===== AVAILABLE DATA

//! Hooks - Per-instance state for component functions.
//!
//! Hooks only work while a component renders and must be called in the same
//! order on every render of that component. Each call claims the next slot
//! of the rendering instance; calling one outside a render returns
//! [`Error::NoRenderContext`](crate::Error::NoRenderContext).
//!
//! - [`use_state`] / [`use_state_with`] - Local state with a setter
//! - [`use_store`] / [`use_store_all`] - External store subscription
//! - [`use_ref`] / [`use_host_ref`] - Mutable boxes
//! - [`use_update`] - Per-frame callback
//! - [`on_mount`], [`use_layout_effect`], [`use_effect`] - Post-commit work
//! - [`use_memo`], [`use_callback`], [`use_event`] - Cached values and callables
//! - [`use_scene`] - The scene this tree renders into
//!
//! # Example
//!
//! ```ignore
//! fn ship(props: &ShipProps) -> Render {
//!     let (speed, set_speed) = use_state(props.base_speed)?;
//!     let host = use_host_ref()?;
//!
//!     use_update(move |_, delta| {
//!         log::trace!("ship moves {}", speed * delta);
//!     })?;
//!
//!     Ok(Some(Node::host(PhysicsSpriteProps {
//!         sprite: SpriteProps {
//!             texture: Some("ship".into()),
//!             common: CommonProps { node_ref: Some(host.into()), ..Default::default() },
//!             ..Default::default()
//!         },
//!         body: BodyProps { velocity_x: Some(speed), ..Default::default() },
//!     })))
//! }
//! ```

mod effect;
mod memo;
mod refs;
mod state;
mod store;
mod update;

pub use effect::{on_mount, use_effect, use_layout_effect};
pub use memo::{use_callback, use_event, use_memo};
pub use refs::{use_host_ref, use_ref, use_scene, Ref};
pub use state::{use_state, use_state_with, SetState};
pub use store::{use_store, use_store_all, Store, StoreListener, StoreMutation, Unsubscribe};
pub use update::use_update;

==========

Identify the lines in the entries above that contain "instance", then copy them out.

RESULT:
//! Hooks - Per-instance state for component functions.
//! of the rendering instance; calling one outside a render returns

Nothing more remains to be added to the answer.